Fro bersabe he ferde wið sped.
(He went from Beersheba with speed.)

It isn’t until the Early Modern period that speed starts to be widely used as a general noun meaning quickness, as in these lines from Milton’s 1667 Paradise Lost, 2:699–700:

Back to thy punishment,
False fugitive, and to thy speed add wings.

Going back to Old English, the Anglo-Saxons more commonly used sped to mean abundance, wealth and power, might. These senses died out in the early part of the Middle English period, not being found after about 1250, so they are among the words and meanings that didn’t survive the transition from Old to Middle English.

The Anglo-Saxons could also use sped to mean success, good fortune. This sense of speed was somewhat more successful and is commonly found into the early modern era. It is still found in Scottish dialect and in the old-fashioned, but not quite obsolete, wish of good speed.

The verb to speed follows a similar pattern. The Old English verb spedan means to succeed or prosper. It isn’t until the Middle English period that it starts to be used to mean to hasten.

In its Indo-European roots, speed is part of a larger group of words relating to swaths of time and distance and movement toward a goal. Some examples from other languages include the German spät (late), the Latin spatium (space), and the Old Slavic speti (to thrive).

Speed also has some specialized meanings that have developed with technology. The sense meaning the gear ratio of a bicycle, as in a ten-speed bike, dates to 1866 and the early forerunner of the bicycle, the velocipede. The application of the word to photographic film dates to 1892. One wonders how long this photographic sense will survive into the digital age—probably for quite a while as digital cameras also have a speed setting and film will probably remain in use for specialized applications for decades to come. And the use of speed as a slang term for methamphetamine is first attested to in 1967, one of the children of the Summer of Love.


Sources:

Bosworth and Toller, “sped,” “spedan,” An Anglo-Saxon Dictionary, 1898.

Liberman, Anatoly, Word Origins...And How We Know Them, Oxford University Press, 2005, 192.

“sped(e (n.),” “speden (v.),” Middle English Dictionary, University of Michigan, 2001.

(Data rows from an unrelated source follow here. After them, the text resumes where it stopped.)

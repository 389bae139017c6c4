//! 음절(Syllable) 모델
//!
//! 초성/중성/종성 최대 세 자모를 담는 값 타입. 허용되는 모양은
//! 빈 음절, 자모 하나, 초성+중성, 초성+중성+종성 네 가지뿐이다.
//! 한글이 아닌 문자는 자모 없이 `scalar`만 가진 음절(패스스루)로 표현한다.

use std::fmt;

use crate::error::ConstructionError;
use crate::jamo::{Jamo, Lead, Tail, Vowel};
use crate::unicode;

/// 한글 음절 하나 (또는 한글이 아닌 문자 하나)
///
/// `scalar`는 자모로부터 계산되는 값이며 따로 설정되지 않는다.
/// 정렬은 `scalar` 기준이고 빈 음절이 가장 앞선다.
#[derive(Debug, Clone, Copy, Default, PartialEq, Eq, PartialOrd, Ord, Hash)]
pub struct Syllable {
    scalar: Option<char>,
    lead: Option<Lead>,
    vowel: Option<Vowel>,
    tail: Option<Tail>,
}

impl Syllable {
    /// 빈 음절 (조합 시작 상태)
    pub const fn empty() -> Self {
        Syllable {
            scalar: None,
            lead: None,
            vowel: None,
            tail: None,
        }
    }

    /// 명시적 자모로 음절을 만든다.
    ///
    /// | 초성 | 중성 | 종성 | 결과 |
    /// | ---- | ---- | ---- | ---- |
    /// | ㅎ   | ㅏ   | ㄴ   | 한   |
    /// | ㅎ   |      | ㄴ   | `TailWithoutVowel` |
    /// |      | ㅏ   | ㄴ   | `VowelAndTailWithoutLead` |
    /// |      |      | ㄴ   | ㄴ   |
    pub fn new(
        lead: Option<Lead>,
        vowel: Option<Vowel>,
        tail: Option<Tail>,
    ) -> Result<Self, ConstructionError> {
        match (lead, vowel, tail) {
            (Some(_), None, Some(_)) => Err(ConstructionError::TailWithoutVowel),
            (None, Some(_), Some(_)) => Err(ConstructionError::VowelAndTailWithoutLead),
            _ => Ok(Self::from_parts(lead, vowel, tail)),
        }
    }

    /// 모양 검사를 마친 자모로 음절을 만든다.
    pub(crate) fn from_parts(lead: Option<Lead>, vowel: Option<Vowel>, tail: Option<Tail>) -> Self {
        let scalar = match (lead, vowel, tail) {
            (Some(l), Some(v), t) => unicode::compose_syllable(
                l.index() as u32,
                v.index() as u32,
                t.map_or(0, |t| t.index() as u32 + 1),
            ),
            (Some(l), None, _) => Some(l.compatibility()),
            (None, Some(v), _) => Some(v.compatibility()),
            (None, None, Some(t)) => Some(t.compatibility()),
            (None, None, None) => None,
        };
        Syllable {
            scalar,
            lead,
            vowel,
            tail,
        }
    }

    /// 문자 하나를 음절로 분류한다.
    ///
    /// - 완성형 음절(가~힣)은 산술로 분해한다.
    /// - 초성이면서 종성도 되는 자음(ㄱ, ㄴ, ...)은 초성으로 본다.
    /// - 어느 자모 테이블에도 없는 문자는 패스스루 음절이 된다.
    pub fn from_char(ch: char) -> Self {
        if let Some((l, v, t)) = unicode::decompose_syllable(ch) {
            return Syllable {
                scalar: Some(ch),
                lead: Lead::from_index(l as usize),
                vowel: Vowel::from_index(v as usize),
                tail: t.checked_sub(1).and_then(|t| Tail::from_index(t as usize)),
            };
        }

        let lead = Lead::find(ch);
        let vowel = Vowel::find(ch);
        let tail = if lead.is_none() { Tail::find(ch) } else { None };

        if lead.is_none() && vowel.is_none() && tail.is_none() {
            return Syllable {
                scalar: Some(ch),
                ..Self::empty()
            };
        }
        Self::from_parts(lead, vowel, tail)
    }

    /// 문자열의 각 문자를 음절로 변환한다.
    pub fn from_text(text: &str) -> Vec<Syllable> {
        text.chars().map(Syllable::from_char).collect()
    }

    pub fn lead(&self) -> Option<Lead> {
        self.lead
    }

    pub fn vowel(&self) -> Option<Vowel> {
        self.vowel
    }

    pub fn tail(&self) -> Option<Tail> {
        self.tail
    }

    /// 이 음절이 나타내는 문자
    pub fn scalar(&self) -> Option<char> {
        self.scalar
    }

    pub fn is_empty(&self) -> bool {
        self.scalar.is_none()
    }

    /// 자모를 하나라도 가졌는지
    pub fn has_jamo(&self) -> bool {
        self.lead.is_some() || self.vowel.is_some() || self.tail.is_some()
    }

    /// 한글이 아닌 문자를 그대로 담은 음절인지
    pub fn is_passthrough(&self) -> bool {
        self.scalar.is_some() && !self.has_jamo()
    }

    /// 음절을 자모 문자들로 분해한다.
    ///
    /// - `use_compatibility`: true면 호환 자모, false면 위치 자모
    /// - `split_compounds`: true면 겹자모를 구성 요소로 나눈다
    ///
    /// 자모가 없으면 `scalar` 자체(빈 음절이면 빈 목록)를 돌려준다.
    pub fn decompose(&self, use_compatibility: bool, split_compounds: bool) -> Vec<char> {
        let mut out = Vec::with_capacity(6);
        push_jamo(&mut out, self.lead, use_compatibility, split_compounds);
        push_jamo(&mut out, self.vowel, use_compatibility, split_compounds);
        push_jamo(&mut out, self.tail, use_compatibility, split_compounds);

        if out.is_empty() {
            out.extend(self.scalar);
        }
        out
    }

    /// `probe`가 이 음절에 포함되는지 (부분 일치)
    ///
    /// `probe`가 지정한 자모 자리는 모두 같아야 하고, 비워 둔 자리는
    /// 무엇이든 허용한다. 어느 한쪽이 한글이 아니면 문자 그대로 비교한다.
    ///
    /// ```
    /// use rsjamo::Syllable;
    /// let han = Syllable::from_char('한');
    /// assert!(han.include(&Syllable::from_char('ㅎ')));
    /// assert!(han.include(&Syllable::from_char('하')));
    /// assert!(!han.include(&Syllable::from_char('반')));
    /// ```
    pub fn include(&self, probe: &Syllable) -> bool {
        let Some(scalar) = self.scalar else {
            return probe.scalar.is_none();
        };
        if probe.scalar.is_none() {
            return false;
        }
        if !self.has_jamo() || !probe.has_jamo() {
            return probe.scalar == Some(scalar);
        }

        probe.lead.is_none_or(|l| self.lead == Some(l))
            && probe.vowel.is_none_or(|v| self.vowel == Some(v))
            && probe.tail.is_none_or(|t| self.tail == Some(t))
    }
}

fn push_jamo<J: Jamo>(out: &mut Vec<char>, jamo: Option<J>, use_compatibility: bool, split: bool) {
    let Some(jamo) = jamo else { return };
    if split {
        out.extend(jamo.components(use_compatibility).chars());
    } else {
        out.push(jamo.encoded(use_compatibility));
    }
}

impl From<char> for Syllable {
    fn from(ch: char) -> Self {
        Syllable::from_char(ch)
    }
}

impl fmt::Display for Syllable {
    fn fmt(&self, f: &mut fmt::Formatter<'_>) -> fmt::Result {
        match self.scalar {
            Some(ch) => write!(f, "{ch}"),
            None => Ok(()),
        }
    }
}

#[cfg(test)]
mod tests {
    use super::*;

    fn chars(s: &str) -> Vec<char> {
        s.chars().collect()
    }

    #[test]
    fn test_empty() {
        let s = Syllable::empty();
        assert_eq!(s.scalar(), None);
        assert_eq!(s.lead(), None);
        assert_eq!(s.vowel(), None);
        assert_eq!(s.tail(), None);
        assert!(s.is_empty());
        assert_eq!(s.to_string(), "");
        assert_eq!(Syllable::default(), s);
    }

    #[test]
    fn test_from_char_passthrough() {
        for ch in [' ', 'a', '1', '道'] {
            let s = Syllable::from_char(ch);
            assert_eq!(s.scalar(), Some(ch));
            assert!(!s.has_jamo());
            assert!(s.is_passthrough());
        }
    }

    #[test]
    fn test_from_char_syllable() {
        let s = Syllable::from_char('한');
        assert_eq!(s.scalar(), Some('한'));
        assert_eq!(s.lead(), Some(Lead::Hieut));
        assert_eq!(s.vowel(), Some(Vowel::A));
        assert_eq!(s.tail(), Some(Tail::Nieun));

        let s = Syllable::from_char('하');
        assert_eq!(s.lead(), Some(Lead::Hieut));
        assert_eq!(s.vowel(), Some(Vowel::A));
        assert_eq!(s.tail(), None);

        let s = Syllable::from_char('힣');
        assert_eq!(s.lead(), Some(Lead::Hieut));
        assert_eq!(s.vowel(), Some(Vowel::I));
        assert_eq!(s.tail(), Some(Tail::Hieut));
    }

    #[test]
    fn test_from_char_jamo() {
        // 초성/종성 겸용 자음은 초성으로
        let s = Syllable::from_char('ㄱ');
        assert_eq!(s.lead(), Some(Lead::Giyeok));
        assert_eq!(s.tail(), None);
        assert_eq!(s.scalar(), Some('ㄱ'));

        let s = Syllable::from_char('ㅏ');
        assert_eq!(s.vowel(), Some(Vowel::A));
        assert_eq!(s.lead(), None);

        // 겹받침은 종성으로만 존재
        let s = Syllable::from_char('ㄵ');
        assert_eq!(s.lead(), None);
        assert_eq!(s.tail(), Some(Tail::NieunJieut));

        // 위치 자모
        let s = Syllable::from_char('\u{1100}');
        assert_eq!(s.lead(), Some(Lead::Giyeok));
        assert_eq!(s.scalar(), Some('ㄱ'));
        let s = Syllable::from_char('\u{1161}');
        assert_eq!(s.vowel(), Some(Vowel::A));
        let s = Syllable::from_char('\u{11AC}');
        assert_eq!(s.tail(), Some(Tail::NieunJieut));
        assert_eq!(s.lead(), None);
    }

    #[test]
    fn test_new() {
        let s = Syllable::new(Some(Lead::Hieut), Some(Vowel::A), Some(Tail::Nieun)).unwrap();
        assert_eq!(s.scalar(), Some('한'));
        let s = Syllable::new(Some(Lead::Hieut), Some(Vowel::A), None).unwrap();
        assert_eq!(s.scalar(), Some('하'));
        let s = Syllable::new(Some(Lead::Hieut), None, None).unwrap();
        assert_eq!(s.scalar(), Some('ㅎ'));
        let s = Syllable::new(None, Some(Vowel::A), None).unwrap();
        assert_eq!(s.scalar(), Some('ㅏ'));
        let s = Syllable::new(None, None, Some(Tail::Nieun)).unwrap();
        assert_eq!(s.scalar(), Some('ㄴ'));
        let s = Syllable::new(None, None, None).unwrap();
        assert_eq!(s.scalar(), None);

        assert_eq!(
            Syllable::new(Some(Lead::Hieut), None, Some(Tail::Nieun)),
            Err(ConstructionError::TailWithoutVowel)
        );
        assert_eq!(
            Syllable::new(None, Some(Vowel::A), Some(Tail::Nieun)),
            Err(ConstructionError::VowelAndTailWithoutLead)
        );
    }

    #[test]
    fn test_new_matches_from_char() {
        let built = Syllable::new(Some(Lead::Giyeok), Some(Vowel::A), None).unwrap();
        assert_eq!(built, Syllable::from_char('가'));
    }

    #[test]
    fn test_every_syllable_round_trips_through_parts() {
        for code in unicode::S_BASE..=unicode::S_LAST {
            let ch = char::from_u32(code).unwrap();
            let s = Syllable::from_char(ch);
            let rebuilt = Syllable::new(s.lead(), s.vowel(), s.tail()).unwrap();
            assert_eq!(rebuilt.scalar(), Some(ch));
        }
    }

    #[test]
    fn test_decompose_compat_split() {
        assert_eq!(Syllable::empty().decompose(true, true), chars(""));
        assert_eq!(Syllable::from_char('a').decompose(true, true), chars("a"));
        assert_eq!(Syllable::from_char('ㅎ').decompose(true, true), chars("ㅎ"));
        assert_eq!(Syllable::from_char('하').decompose(true, true), chars("ㅎㅏ"));
        assert_eq!(Syllable::from_char('한').decompose(true, true), chars("ㅎㅏㄴ"));
        assert_eq!(Syllable::from_char('ㅘ').decompose(true, true), chars("ㅗㅏ"));
        assert_eq!(Syllable::from_char('\u{11AC}').decompose(true, true), chars("ㄴㅈ"));
    }

    #[test]
    fn test_decompose_compat_keep() {
        assert_eq!(Syllable::from_char('한').decompose(true, false), chars("ㅎㅏㄴ"));
        assert_eq!(Syllable::from_char('ㅘ').decompose(true, false), chars("ㅘ"));
        assert_eq!(Syllable::from_char('\u{11AC}').decompose(true, false), chars("ㄵ"));
        assert_eq!(Syllable::from_char('닭').decompose(true, false), chars("ㄷㅏㄺ"));
    }

    #[test]
    fn test_decompose_conjoining() {
        assert_eq!(Syllable::from_char('a').decompose(false, true), chars("a"));
        assert_eq!(Syllable::from_char('ㅎ').decompose(false, true), chars("\u{1112}"));
        assert_eq!(
            Syllable::from_char('한').decompose(false, true),
            chars("\u{1112}\u{1161}\u{11AB}")
        );
        assert_eq!(Syllable::from_char('ㅘ').decompose(false, true), chars("\u{1169}\u{1161}"));
        assert_eq!(Syllable::from_char('ㅘ').decompose(false, false), chars("\u{116A}"));
        assert_eq!(
            Syllable::from_char('\u{11AC}').decompose(false, true),
            chars("\u{11AB}\u{11BD}")
        );
        assert_eq!(Syllable::from_char('\u{11AC}').decompose(false, false), chars("\u{11AC}"));
    }

    #[test]
    fn test_include() {
        let han = Syllable::from_char('한');
        assert!(han.include(&Syllable::from_char('ㅎ')));
        assert!(han.include(&Syllable::from_char('ㅏ')));
        assert!(han.include(&Syllable::from_char('하')));
        assert!(han.include(&Syllable::from_char('한')));
        // 홀로 쓴 'ㄴ'은 초성으로 분류되므로 종성 ㄴ과 다르다
        assert!(!han.include(&Syllable::from_char('ㄴ')));
        assert!(han.include(&Syllable::new(None, None, Some(Tail::Nieun)).unwrap()));
        assert!(!han.include(&Syllable::from_char('반')));
        assert!(!han.include(&Syllable::from_char('A')));
    }

    #[test]
    fn test_include_is_asymmetric() {
        let han = Syllable::from_char('한');
        let h = Syllable::from_char('ㅎ');
        assert!(han.include(&h));
        assert!(!h.include(&han));
    }

    #[test]
    fn test_include_empty_and_passthrough() {
        let empty = Syllable::empty();
        let a = Syllable::from_char('a');
        assert!(empty.include(&empty));
        assert!(!empty.include(&a));
        assert!(!a.include(&empty));
        assert!(a.include(&a));
        assert!(!a.include(&Syllable::from_char('b')));
        assert!(!a.include(&Syllable::from_char('ㄱ')));
    }

    #[test]
    fn test_include_every_slot_of_every_syllable() {
        for code in (unicode::S_BASE..=unicode::S_LAST).step_by(7) {
            let s = Syllable::from_char(char::from_u32(code).unwrap());
            assert!(s.include(&s));
            let lead = Syllable::new(s.lead(), None, None).unwrap();
            let vowel = Syllable::new(None, s.vowel(), None).unwrap();
            assert!(s.include(&lead));
            assert!(s.include(&vowel));
            if let Some(tail) = s.tail() {
                assert!(s.include(&Syllable::new(None, None, Some(tail)).unwrap()));
            }
            let other = Vowel::ALL.iter().copied().find(|v| Some(*v) != s.vowel());
            assert!(!s.include(&Syllable::new(None, other, None).unwrap()));
        }
    }

    #[test]
    fn test_ordering() {
        assert!(Syllable::from_char('가') < Syllable::from_char('힣'));
        assert!(Syllable::empty() < Syllable::from_char(' '));
    }

    #[test]
    fn test_display_and_from_text() {
        let text: String = Syllable::from_text("hello 한글").iter().map(|s| s.to_string()).collect();
        assert_eq!(text, "hello 한글");
    }
}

“speed, n.,” “speed, v.,” Oxford English Dictionary, second edition, 1989.

sophisticated

3 January 2014

Our current senses of sophisticated, meaning either refined, cultured or highly developed, complicated, are surprisingly recent. The application of the word to people meaning experienced, refined can only be dated to 1895, when it appears in Thomas Hardy’s novel Jude the Obscure:

Though so sophisticated in many things she was such a child in others that this satisfied her.

The sense applied to things that are complex, advanced is even more recent. From C. S. Lewis’s 1945 science fiction novel That Hideous Strength:

The man was so very allusive and used gesture so extensively that Mark’s less sophisticated modes of communication were almost useless.

The noun sophisticate, meaning a worldly, cultured person, is from 1923.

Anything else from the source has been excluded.